Sin duda que aún queda mucho por desarrollar, y hay proyectos que están entrampados en el Congreso como  la Ley sobre Derechos Integrales de la Infancia, el proyecto de interrupción del embarazo  por tres causales, el proyecto de identidad de género, o proyectos que ni siquiera se han presentado como el Proyecto de Ley de Migraciones.

Durante este año se avanzó en construir un país más democrático y participativo. La ciudadanía levantó la voz e hizo valer sus propuestas por una nueva Constitución, instancia en la que se reunieron más de 200 mil compatriotas en territorio nacional y en el extranjero. Sus ideas hoy son parte de las Bases Ciudadanas del Proceso Constituyente.
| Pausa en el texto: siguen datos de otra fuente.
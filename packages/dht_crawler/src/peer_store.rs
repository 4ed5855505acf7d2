//! Storage for peers announced against an info_hash (spec §4.4).
//!
//! Grounded in `original_source/dht_peer_storage.cpp`: a map of info_hash to
//! a bounded, TTL-expiring set of peer contacts, with a periodic sweep
//! rather than per-lookup pruning.

use chrono::{DateTime, Utc};
use krpc_encoding::compact::Addr;
use krpc_encoding::InfoHash;
use std::collections::HashMap;
use std::sync::Mutex;
use std::time::Duration;

struct Entry {
    addr: Addr,
    announced_at: DateTime<Utc>,
}

pub struct PeerStore {
    entries: Mutex<HashMap<InfoHash, Vec<Entry>>>,
    ttl: Duration,
    max_per_infohash: usize,
}

impl PeerStore {
    pub fn new(ttl: Duration, max_per_infohash: usize) -> PeerStore {
        PeerStore {
            entries: Mutex::new(HashMap::new()),
            ttl,
            max_per_infohash,
        }
    }

    /// Records `addr` as a peer for `info_hash`. Re-announcing refreshes the
    /// timestamp rather than duplicating the entry. When the per-info_hash
    /// cap is already reached, the oldest entry is evicted to make room
    /// (spec §4.4 "bounded per info_hash").
    pub fn announce(&self, info_hash: InfoHash, addr: Addr) {
        let mut entries = self.entries.lock().unwrap();
        let bucket = entries.entry(info_hash).or_insert_with(Vec::new);

        if let Some(existing) = bucket.iter_mut().find(|e| e.addr == addr) {
            existing.announced_at = Utc::now();
            return;
        }

        if bucket.len() >= self.max_per_infohash {
            if let Some((oldest_idx, _)) = bucket
                .iter()
                .enumerate()
                .min_by_key(|(_, e)| e.announced_at)
            {
                bucket.remove(oldest_idx);
            }
        }
        bucket.push(Entry { addr, announced_at: Utc::now() });
    }

    /// Returns up to `limit` live (non-expired) peers for `info_hash`.
    pub fn get_peers(&self, info_hash: &InfoHash, limit: usize) -> Vec<Addr> {
        let entries = self.entries.lock().unwrap();
        let cutoff = Utc::now() - chrono::Duration::from_std(self.ttl).unwrap_or(chrono::Duration::zero());
        match entries.get(info_hash) {
            Some(bucket) => bucket
                .iter()
                .filter(|e| e.announced_at >= cutoff)
                .take(limit)
                .map(|e| e.addr)
                .collect(),
            None => Vec::new(),
        }
    }

    /// Drops every entry past its TTL, and any info_hash left with no
    /// peers. Run on a timer by the engine (spec §4.4, §5).
    pub fn sweep_expired(&self) {
        let mut entries = self.entries.lock().unwrap();
        let cutoff = Utc::now() - chrono::Duration::from_std(self.ttl).unwrap_or(chrono::Duration::zero());
        entries.retain(|_, bucket| {
            bucket.retain(|e| e.announced_at >= cutoff);
            !bucket.is_empty()
        });
    }

    pub fn info_hash_count(&self) -> usize {
        self.entries.lock().unwrap().len()
    }

    pub fn peer_count(&self, info_hash: &InfoHash) -> usize {
        self.entries
            .lock()
            .unwrap()
            .get(info_hash)
            .map(|b| b.len())
            .unwrap_or(0)
    }

    /// Every live entry as `(info_hash, addr, ttl_remaining_seconds)`, for
    /// the persistence snapshot (spec §6).
    pub fn snapshot_entries(&self) -> Vec<(InfoHash, Addr, i64)> {
        let entries = self.entries.lock().unwrap();
        let ttl = chrono::Duration::from_std(self.ttl).unwrap_or(chrono::Duration::zero());
        let now = Utc::now();
        entries
            .iter()
            .flat_map(|(info_hash, bucket)| {
                bucket.iter().map(move |e| {
                    let remaining = ttl - now.signed_duration_since(e.announced_at);
                    (*info_hash, e.addr, remaining.num_seconds().max(0))
                })
            })
            .collect()
    }

    /// Re-inserts a peer restored from a snapshot with an already-elapsed
    /// clock: `announced_at` is backdated so the remembered TTL still
    /// expires at (approximately) the original time.
    pub fn restore_entry(&self, info_hash: InfoHash, addr: Addr, ttl_remaining_seconds: i64) {
        let mut entries = self.entries.lock().unwrap();
        let age = self.ttl.as_secs() as i64 - ttl_remaining_seconds.max(0);
        let announced_at = Utc::now() - chrono::Duration::seconds(age.max(0));
        entries.entry(info_hash).or_insert_with(Vec::new).push(Entry { addr, announced_at });
    }
}

#[cfg(test)]
mod tests {
    use super::*;
    use krpc_encoding::id::ID_LEN;
    use std::net::Ipv4Addr;

    fn addr(port: u16) -> Addr {
        Addr::new(Ipv4Addr::new(198, 51, 100, 7), port)
    }

    #[test]
    fn announce_then_get_peers_round_trips() {
        let store = PeerStore::new(Duration::from_secs(1800), 100);
        let hash = InfoHash([7u8; ID_LEN]);
        store.announce(hash, addr(6881));
        store.announce(hash, addr(6882));
        let peers = store.get_peers(&hash, 10);
        assert_eq!(peers.len(), 2);
    }

    #[test]
    fn re_announce_does_not_duplicate() {
        let store = PeerStore::new(Duration::from_secs(1800), 100);
        let hash = InfoHash([1u8; ID_LEN]);
        store.announce(hash, addr(6881));
        store.announce(hash, addr(6881));
        assert_eq!(store.peer_count(&hash), 1);
    }

    #[test]
    fn cap_evicts_oldest_entry() {
        let store = PeerStore::new(Duration::from_secs(1800), 2);
        let hash = InfoHash([2u8; ID_LEN]);
        store.announce(hash, addr(1));
        store.announce(hash, addr(2));
        store.announce(hash, addr(3));
        assert_eq!(store.peer_count(&hash), 2);
        let peers = store.get_peers(&hash, 10);
        assert!(peers.contains(&addr(3)));
    }

    #[test]
    fn sweep_removes_expired_entries_and_empty_buckets() {
        let store = PeerStore::new(Duration::from_millis(0), 100);
        let hash = InfoHash([3u8; ID_LEN]);
        store.announce(hash, addr(6881));
        store.sweep_expired();
        assert_eq!(store.info_hash_count(), 0);
    }

    #[test]
    fn unknown_info_hash_returns_no_peers() {
        let store = PeerStore::new(Duration::from_secs(1800), 100);
        let hash = InfoHash([9u8; ID_LEN]);
        assert!(store.get_peers(&hash, 10).is_empty());
    }
}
Al comenzar el Gobierno las expectativas eran muy grandes, se prometió un sello reformador importante.  Al transitar el último año de gestión, se acumulan un conjunto de sensaciones respecto a que se pudo avanzar más rápido y lograr mucho más, esa desazón origina pesimismo y desconfianza.  

Pero desde la perspectiva de la “historia de larga duración”,  con  una mirada estratégica, brota la convicción de haber estado en el camino correcto y que lo que hoy está  en el debate es perseverar y profundizar una agenda de cambios aún más amplios.  El país exige una Nueva Constitución, un nuevo Sistema de Pensiones, una Salud más eficiente, una Educación Gratuita y de Calidad.

Frente a las próximas elecciones no puede haber dos miradas. Se trata de avanzar y no retroceder. Todos los Partidos políticos de la Nueva Mayoría, sin exclusiones, tienen esa responsabilidad sobre sus hombros, y  se les juzgará por eso. No hay cabida para titubeos ni lisonjas con el inmovilismo.

En este periodo, igualmente producto de las complejidades político sociales de los últimos años, ha surgido el Frente Amplio, que abre posibilidades de contar con otras fuerzas organizadas que pongan su mirada y esfuerzo en los cambios y transformaciones.

Pero el inconveniente que se vislumbra hasta ahora,  es que esta fuerza  aún emergente, no tiene una clara definición política, y por su composición de clase, emanada desde la pequeña burguesía y las elites radicalizadas, puede transformarse en un escollo para el avance real de las fuerzas progresistas y no en un aporte a una común voluntad de cambios.

Lo que aún vemos en esta fuerza incipiente es que más que la búsqueda de sumar energías, todavía están en la etapa adolescente de auto afirmación de su identidad, y por lo tanto de tener la necesidad imperiosa de diferenciarse del resto, y su centro de atención es aquello que advierten como lo más competitivo, la Nueva Mayoría, el Partido Comunista, no así la Derecha.  

Por eso su discurso obstinado de autoafirmación progresista está plagado de consignas: “Somos distintos al duopolio reaccionario, la Nueva Mayoría es la nueva derecha, enfrentaremos electoralmente al Partido Comunista en todo el país, somos la verdadera izquierda…”

Sin embargo desde una posición política comprometida y madura, lo que se requiere es aunar afanes con responsabilidad y sin asomo de sectarismos. Eso es lo que la sociedad chilena hoy nos demanda a todos y a todas.